Entries provided:
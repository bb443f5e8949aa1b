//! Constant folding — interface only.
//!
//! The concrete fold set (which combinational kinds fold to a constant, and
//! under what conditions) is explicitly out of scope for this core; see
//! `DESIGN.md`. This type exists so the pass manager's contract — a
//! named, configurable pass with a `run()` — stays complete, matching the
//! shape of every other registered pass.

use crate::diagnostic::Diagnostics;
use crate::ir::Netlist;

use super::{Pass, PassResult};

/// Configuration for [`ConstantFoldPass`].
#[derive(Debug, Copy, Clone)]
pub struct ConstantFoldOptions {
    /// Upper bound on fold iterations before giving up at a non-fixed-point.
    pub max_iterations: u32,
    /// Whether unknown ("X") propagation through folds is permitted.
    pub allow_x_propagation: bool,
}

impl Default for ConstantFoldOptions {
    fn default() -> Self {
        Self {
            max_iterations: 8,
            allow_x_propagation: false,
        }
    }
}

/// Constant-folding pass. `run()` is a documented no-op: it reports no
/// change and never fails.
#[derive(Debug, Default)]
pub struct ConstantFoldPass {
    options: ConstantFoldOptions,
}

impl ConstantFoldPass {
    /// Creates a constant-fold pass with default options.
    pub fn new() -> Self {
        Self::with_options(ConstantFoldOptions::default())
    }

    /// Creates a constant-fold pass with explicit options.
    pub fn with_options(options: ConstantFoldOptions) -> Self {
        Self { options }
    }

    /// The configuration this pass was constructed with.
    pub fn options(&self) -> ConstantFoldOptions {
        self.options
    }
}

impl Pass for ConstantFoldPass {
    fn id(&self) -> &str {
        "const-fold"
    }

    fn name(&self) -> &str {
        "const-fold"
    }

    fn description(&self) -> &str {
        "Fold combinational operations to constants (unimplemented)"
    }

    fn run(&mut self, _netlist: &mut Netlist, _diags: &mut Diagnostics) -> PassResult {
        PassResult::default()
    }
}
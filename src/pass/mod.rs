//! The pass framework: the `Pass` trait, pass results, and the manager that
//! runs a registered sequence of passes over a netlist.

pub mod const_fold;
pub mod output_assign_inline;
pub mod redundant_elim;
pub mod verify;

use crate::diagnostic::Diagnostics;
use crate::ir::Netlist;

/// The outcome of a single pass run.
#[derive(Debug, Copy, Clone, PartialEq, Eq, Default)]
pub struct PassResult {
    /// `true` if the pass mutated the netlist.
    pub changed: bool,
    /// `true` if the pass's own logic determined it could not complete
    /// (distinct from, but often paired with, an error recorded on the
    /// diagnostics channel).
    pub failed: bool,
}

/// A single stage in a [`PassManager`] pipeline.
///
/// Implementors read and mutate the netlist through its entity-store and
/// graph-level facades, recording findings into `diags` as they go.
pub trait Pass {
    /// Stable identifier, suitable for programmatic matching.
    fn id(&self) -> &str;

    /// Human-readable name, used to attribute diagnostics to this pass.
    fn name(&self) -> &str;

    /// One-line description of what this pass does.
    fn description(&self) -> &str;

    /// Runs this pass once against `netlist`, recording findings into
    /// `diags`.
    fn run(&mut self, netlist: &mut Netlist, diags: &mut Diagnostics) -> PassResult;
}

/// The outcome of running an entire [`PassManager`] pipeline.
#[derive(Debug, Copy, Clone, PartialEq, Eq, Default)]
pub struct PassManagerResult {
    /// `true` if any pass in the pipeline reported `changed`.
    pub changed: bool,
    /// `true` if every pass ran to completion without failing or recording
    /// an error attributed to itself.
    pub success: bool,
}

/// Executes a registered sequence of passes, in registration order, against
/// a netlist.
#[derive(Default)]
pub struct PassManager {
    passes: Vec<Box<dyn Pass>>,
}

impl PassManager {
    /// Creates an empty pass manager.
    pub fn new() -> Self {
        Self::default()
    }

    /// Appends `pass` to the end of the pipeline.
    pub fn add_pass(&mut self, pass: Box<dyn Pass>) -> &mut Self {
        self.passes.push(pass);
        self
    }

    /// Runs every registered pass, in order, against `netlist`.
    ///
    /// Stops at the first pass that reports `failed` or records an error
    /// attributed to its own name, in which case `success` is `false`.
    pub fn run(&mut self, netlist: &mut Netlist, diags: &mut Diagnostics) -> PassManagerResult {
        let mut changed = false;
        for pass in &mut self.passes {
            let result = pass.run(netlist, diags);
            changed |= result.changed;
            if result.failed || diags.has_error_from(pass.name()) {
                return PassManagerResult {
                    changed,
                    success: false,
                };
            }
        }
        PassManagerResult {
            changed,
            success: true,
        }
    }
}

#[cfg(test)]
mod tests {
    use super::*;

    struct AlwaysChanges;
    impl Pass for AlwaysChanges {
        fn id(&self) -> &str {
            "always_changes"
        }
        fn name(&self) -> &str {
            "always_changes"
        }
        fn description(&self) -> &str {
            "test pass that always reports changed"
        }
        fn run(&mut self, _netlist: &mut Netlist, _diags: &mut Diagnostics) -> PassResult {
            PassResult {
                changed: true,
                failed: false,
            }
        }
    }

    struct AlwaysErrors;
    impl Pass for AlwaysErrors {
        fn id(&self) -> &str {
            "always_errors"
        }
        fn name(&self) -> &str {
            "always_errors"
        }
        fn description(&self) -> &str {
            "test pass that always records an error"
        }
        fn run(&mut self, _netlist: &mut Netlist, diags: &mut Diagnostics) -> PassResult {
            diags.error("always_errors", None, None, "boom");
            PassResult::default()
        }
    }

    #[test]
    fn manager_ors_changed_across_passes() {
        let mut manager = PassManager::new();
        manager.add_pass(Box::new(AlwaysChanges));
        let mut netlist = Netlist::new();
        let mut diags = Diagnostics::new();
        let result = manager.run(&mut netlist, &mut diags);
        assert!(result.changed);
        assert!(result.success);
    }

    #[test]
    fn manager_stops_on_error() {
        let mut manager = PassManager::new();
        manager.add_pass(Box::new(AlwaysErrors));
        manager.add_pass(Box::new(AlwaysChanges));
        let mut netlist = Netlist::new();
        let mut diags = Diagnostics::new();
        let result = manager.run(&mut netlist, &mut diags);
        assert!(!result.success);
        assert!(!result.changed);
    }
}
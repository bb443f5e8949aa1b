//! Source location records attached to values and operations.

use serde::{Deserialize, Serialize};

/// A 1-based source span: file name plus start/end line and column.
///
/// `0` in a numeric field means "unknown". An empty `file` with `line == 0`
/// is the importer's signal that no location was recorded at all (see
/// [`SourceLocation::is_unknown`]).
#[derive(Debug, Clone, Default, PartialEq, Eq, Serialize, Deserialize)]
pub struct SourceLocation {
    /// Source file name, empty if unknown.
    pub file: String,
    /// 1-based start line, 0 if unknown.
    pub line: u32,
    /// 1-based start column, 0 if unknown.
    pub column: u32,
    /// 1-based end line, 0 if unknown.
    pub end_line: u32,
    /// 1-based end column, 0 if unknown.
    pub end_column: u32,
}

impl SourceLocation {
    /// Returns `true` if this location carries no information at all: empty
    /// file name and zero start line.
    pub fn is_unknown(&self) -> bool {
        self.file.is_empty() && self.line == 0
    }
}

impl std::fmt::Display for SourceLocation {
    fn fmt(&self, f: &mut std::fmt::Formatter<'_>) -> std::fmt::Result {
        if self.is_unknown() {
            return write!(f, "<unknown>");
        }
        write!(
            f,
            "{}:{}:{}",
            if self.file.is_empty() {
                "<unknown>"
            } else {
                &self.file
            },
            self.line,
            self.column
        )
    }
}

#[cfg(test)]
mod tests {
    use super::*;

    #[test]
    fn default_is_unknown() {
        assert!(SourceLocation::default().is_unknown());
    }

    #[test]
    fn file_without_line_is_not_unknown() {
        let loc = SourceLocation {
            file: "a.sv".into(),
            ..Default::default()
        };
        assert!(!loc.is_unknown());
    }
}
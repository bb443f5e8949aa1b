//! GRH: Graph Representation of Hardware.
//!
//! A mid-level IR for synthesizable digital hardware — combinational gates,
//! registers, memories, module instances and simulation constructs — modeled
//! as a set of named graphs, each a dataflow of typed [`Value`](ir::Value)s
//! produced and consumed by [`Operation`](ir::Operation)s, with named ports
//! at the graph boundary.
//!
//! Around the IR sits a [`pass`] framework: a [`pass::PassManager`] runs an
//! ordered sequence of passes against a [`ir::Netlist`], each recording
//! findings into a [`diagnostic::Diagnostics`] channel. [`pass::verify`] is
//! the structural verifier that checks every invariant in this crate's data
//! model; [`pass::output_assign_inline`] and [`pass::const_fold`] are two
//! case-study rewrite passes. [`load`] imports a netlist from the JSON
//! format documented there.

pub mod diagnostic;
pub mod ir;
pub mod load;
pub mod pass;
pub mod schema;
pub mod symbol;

Your objective: Copy each line in the entries above where "load" turns up.

Answer below:
//! case-study rewrite passes. [`load`] imports a netlist from the JSON
pub mod load;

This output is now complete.